Object-oriented parsers

compres!chris@crackers.clearpoint.com (Chris Clark)
Mon, 2 Sep 91 09:36:43 EDT

From comp.compilers

Related articles
Object-oriented parsers whatis@gnu.ai.mit.edu (1991-08-29)
Re: Object-oriented parsers kww@cblph.att.com (1991-08-29)
Re: Object-oriented parsers whatis@gnu.ai.mit.edu (1991-08-30)
Re: Object-oriented parsers adam@visix.com (1991-08-30)
*Object-oriented parsers compres!chris@crackers.clearpoint.com* (1991-09-02)**
Re: Object-oriented parsers paj@gec-mrc.co.uk (1991-09-03)

| List of all articles for this month |

Newsgroups:	comp.compilers,comp.object
From:	compres!chris@crackers.clearpoint.com (Chris Clark)
Keywords:	yacc, parse, OOP
Organization:	Compilers Central
References:	91-08-150
Date:	Mon, 2 Sep 91 09:36:43 EDT

Steve Boswell made a claim that the object-oriented parser generators
Yacc++ and the Language Objects Library or Bison++ are not very OOP
because they don't support a particular model of grammar development. I
think of the method he describes as object-oriented recursive descent
parsing. It is a very natural method of merging oop with parsing, and was
an initial design approach we discussed for Yacc++. However, what Steve
asks for can be easily done with (even non-oop) parser generators. Yacc++
has oop features which address other problems. I further argue that oop
recursive-descent parsing is equivalent to [E]LL(k) methods unless the 1)
host language supports non-deterministic or lazy-parallel procedure calls
or something equivalent or 2) the parser writers use an arbitrary
look-ahead technique in their parsing methods.

Kevin Wall (kww@cblph.att.com) wrote text marked with >
Steve Boswell (whatis@gnu.ai.mit.edu) wrote text marked with >>
Adam (adam@visix.com) wrote text marked with >>>
My notes refer to sections marked with [%d]

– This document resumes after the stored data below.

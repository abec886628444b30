use anyhow::{Result, bail};

/// UTC datetime without timezone complexity
#[derive(Debug, Clone, Copy, PartialEq, Eq, PartialOrd, Ord)]
pub struct DateTimeUtc {
    pub year: u16,
    pub month: u8,
    pub day: u8,
    pub hour: u8,
    pub minute: u8,
    pub second: u8,
}

const MONTH_NAMES: [&str; 12] = [
    "January",
    "February",
    "March",
    "April",
    "May",
    "June",
    "July",
    "August",
    "September",
    "October",
    "November",
    "December",
];

#[allow(dead_code)]
impl DateTimeUtc {
    pub const fn new(year: u16, month: u8, day: u8, hour: u8, minute: u8, second: u8) -> Self {
        Self {
            year,
            month,
            day,
            hour,
            minute,
            second,
        }
    }

    pub const fn from_ymd(year: u16, month: u8, day: u8) -> Self {
        Self::new(year, month, day, 0, 0, 0)
    }

    /// Parse from "YYYY-MM-DD" or "YYYY-MM-DDTHH:MM:SSZ" format
    pub fn parse(s: &str) -> Option<Self> {
        let bytes = s.as_bytes();

        // Minimum: "YYYY-MM-DD" (10 chars)
        if bytes.len() < 10 {
            return None;
        }

        // Parse date part
        let year = parse_u16(&bytes[0..4])?;
        if bytes[4] != b'-' {
            return None;
        }
        let month = parse_u8(&bytes[5..7])?;
        if bytes[7] != b'-' {
            return None;
        }
        let day = parse_u8(&bytes[8..10])?;

        // Check for time part (RFC3339)
        let (hour, minute, second) = if bytes.len() >= 20 && bytes[10] == b'T' && bytes[19] == b'Z'
        {
            if bytes[13] != b':' || bytes[16] != b':' {
                return None;
            }
            (
                parse_u8(&bytes[11..13])?,
                parse_u8(&bytes[14..16])?,
                parse_u8(&bytes[17..19])?,
            )
        } else if bytes.len() == 10 {
            (0, 0, 0)
        } else {
            return None;
        };

        let dt = Self::new(year, month, day, hour, minute, second);
        dt.validate().ok()?;
        Some(dt)
    }

    pub fn validate(&self) -> Result<()> {
        let Self {
            year,
            month,
            day,
            hour,
            minute,
            second,
        } = *self;

        if !(1..=12).contains(&month) {
            bail!("month is invalid: {month}");
        }

        let max_days = Self::days_in_month(year, month);
        if day == 0 || day > max_days {
            bail!("day is invalid: {day}");
        }
        if hour > 23 {
            bail!("hour is invalid: {hour}");
        }
        if minute > 59 {
            bail!("minute is invalid: {minute}");
        }
        if second > 59 {
            bail!("second is invalid: {second}");
        }

        Ok(())
    }

    #[inline]
    pub fn is_leap_year(year: u16) -> bool {
        year.is_multiple_of(4) && (!year.is_multiple_of(100) || year.is_multiple_of(400))
    }

    /// 365 or 366, per the proleptic Gregorian calendar
    #[inline]
    pub fn days_in_year(year: u16) -> u16 {
        if Self::is_leap_year(year) { 366 } else { 365 }
    }

    #[inline]
    fn days_in_month(year: u16, month: u8) -> u8 {
        match month {
            1 | 3 | 5 | 7 | 8 | 10 | 12 => 31,
            4 | 6 | 9 | 11 => 30,
            2 if Self::is_leap_year(year) => 29,
            2 => 28,
            _ => 0,
        }
    }

    /// 1-based day-of-year ordinal (Jan 1 = 1, Dec 31 = 365/366)
    pub fn ordinal(&self) -> u16 {
        let mut days = self.day as u16;
        let mut month = 1u8;
        while month < self.month {
            days += Self::days_in_month(self.year, month) as u16;
            month += 1;
        }
        days
    }

    /// Seconds since the Unix epoch (1970-01-01T00:00:00Z)
    pub fn epoch_seconds(&self) -> i64 {
        let days = days_from_civil(self.year as i64, self.month as i64, self.day as i64);
        days * 86400 + self.hour as i64 * 3600 + self.minute as i64 * 60 + self.second as i64
    }

    pub fn to_rfc2822(self) -> String {
        const WEEKDAYS: [&str; 7] = ["Sat", "Sun", "Mon", "Tue", "Wed", "Thu", "Fri"];
        const MONTHS: [&str; 12] = [
            "Jan", "Feb", "Mar", "Apr", "May", "Jun", "Jul", "Aug", "Sep", "Oct", "Nov", "Dec",
        ];

        // Zeller's congruence for weekday calculation
        let weekday = self.weekday_index();

        format!(
            "{}, {:02} {} {:04} {:02}:{:02}:{:02} GMT",
            WEEKDAYS[weekday],
            self.day,
            MONTHS[(self.month - 1) as usize],
            self.year,
            self.hour,
            self.minute,
            self.second
        )
    }

    /// ISO-8601 timestamp: "YYYY-MM-DDTHH:MM:SSZ"
    pub fn to_iso8601(self) -> String {
        format!(
            "{:04}-{:02}-{:02}T{:02}:{:02}:{:02}Z",
            self.year, self.month, self.day, self.hour, self.minute, self.second
        )
    }

    /// Human-readable date: "January 5, 2024"
    pub fn readable(self) -> String {
        format!("{} {}, {}", self.month_name(), self.day, self.year)
    }

    pub fn month_name(&self) -> &'static str {
        MONTH_NAMES[(self.month - 1) as usize]
    }

    #[inline]
    fn weekday_index(&self) -> usize {
        let (y, m) = if self.month < 3 {
            (self.year as i32 - 1, self.month as i32 + 12)
        } else {
            (self.year as i32, self.month as i32)
        };
        let d = self.day as i32;
        ((d + (13 * (m + 1)) / 5 + y + y / 4 - y / 100 + y / 400) % 7) as usize
    }
}

/// Days since the Unix epoch for a civil date (Howard Hinnant's algorithm)
const fn days_from_civil(year: i64, month: i64, day: i64) -> i64 {
    let y = if month <= 2 { year - 1 } else { year };
    let era = if y >= 0 { y } else { y - 399 } / 400;
    let yoe = y - era * 400;
    let mp = if month > 2 { month - 3 } else { month + 9 };
    let doy = (153 * mp + 2) / 5 + day - 1;
    let doe = yoe * 365 + yoe / 4 - yoe / 100 + doy;
    era * 146097 + doe - 719468
}

/// Parse 2-digit ASCII number
#[inline]
fn parse_u8(bytes: &[u8]) -> Option<u8> {
    if bytes.len() != 2 {
        return None;
    }
    let d1 = bytes[0].wrapping_sub(b'0');
    let d2 = bytes[1].wrapping_sub(b'0');
    if d1 > 9 || d2 > 9 {
        return None;
    }
    Some(d1 * 10 + d2)
}

/// Parse 4-digit ASCII number
#[inline]
fn parse_u16(bytes: &[u8]) -> Option<u16> {
    if bytes.len() != 4 {
        return None;
    }
    let mut result = 0u16;
    for &b in bytes {
        let d = b.wrapping_sub(b'0');
        if d > 9 {
            return None;
        }
        result = result * 10 + d as u16;
    }
    Some(result)
}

>> Lexical/syntactic/semantic style parsing, while affording division of
>> labor, is really only suited to procedural programming properties.
. . .
>> IDENTIFIER
>>
>> LOCAL_VARIABLE CLASS_ATTRIBUTE
>> \ /
>> \ /
>> V V
>> READ_ONLY WRITABLE FUNCTION PROCEDURE
>> \ / | /
>> \ / | /
>> V V V V
>> VALUE OPERATION
>> \ /
>> \ /
>> V V
>> IDENTIFIER_BASE [1]
>>
>> Thus, once an identifier is lexed, the symbol table can be consulted and
>> the proper descendent of IDENTIFIER_BASE can be created and attached to
>> IDENTIFIER (or returned by IDENTIFIER if IDENTIFIER is a pure parsing
>> class.) IDENTIFIER is allowed to know about all the descendents of
>> IDENTIFIER_BASE. [2]
>> Then dynamic binding on the resulting types can be used to weed through the
>> possibilities in whatever rule is being parsed. [3]
. . .
>> The parsing method of STATEMENT would have to tell whether an initial
>> IDENTIFIER starts an ASSIGNMENT or PROCEDURE_CALL. [4]
. . .
>> So by dynamic binding, the correct parsing method would be called. [5]

> I may be missing something here, but what I think you are saying is that
> the language's grammar for which you are buiding a parser is implemented
> via the class inheritance lattice!?! . . . [6]

>> Mostly, yes. It keeps the grammar implementation abstract and it's
>> very extendible (which is one of the main benefits of OOP anyways). [7]

> Maybe I'm just old fashioned but I think parser generators based on
> (extended) BNF notations (e.g., bison, yacc++) are a bit easier to change
> if all you want to do is tweak the grammar a bit.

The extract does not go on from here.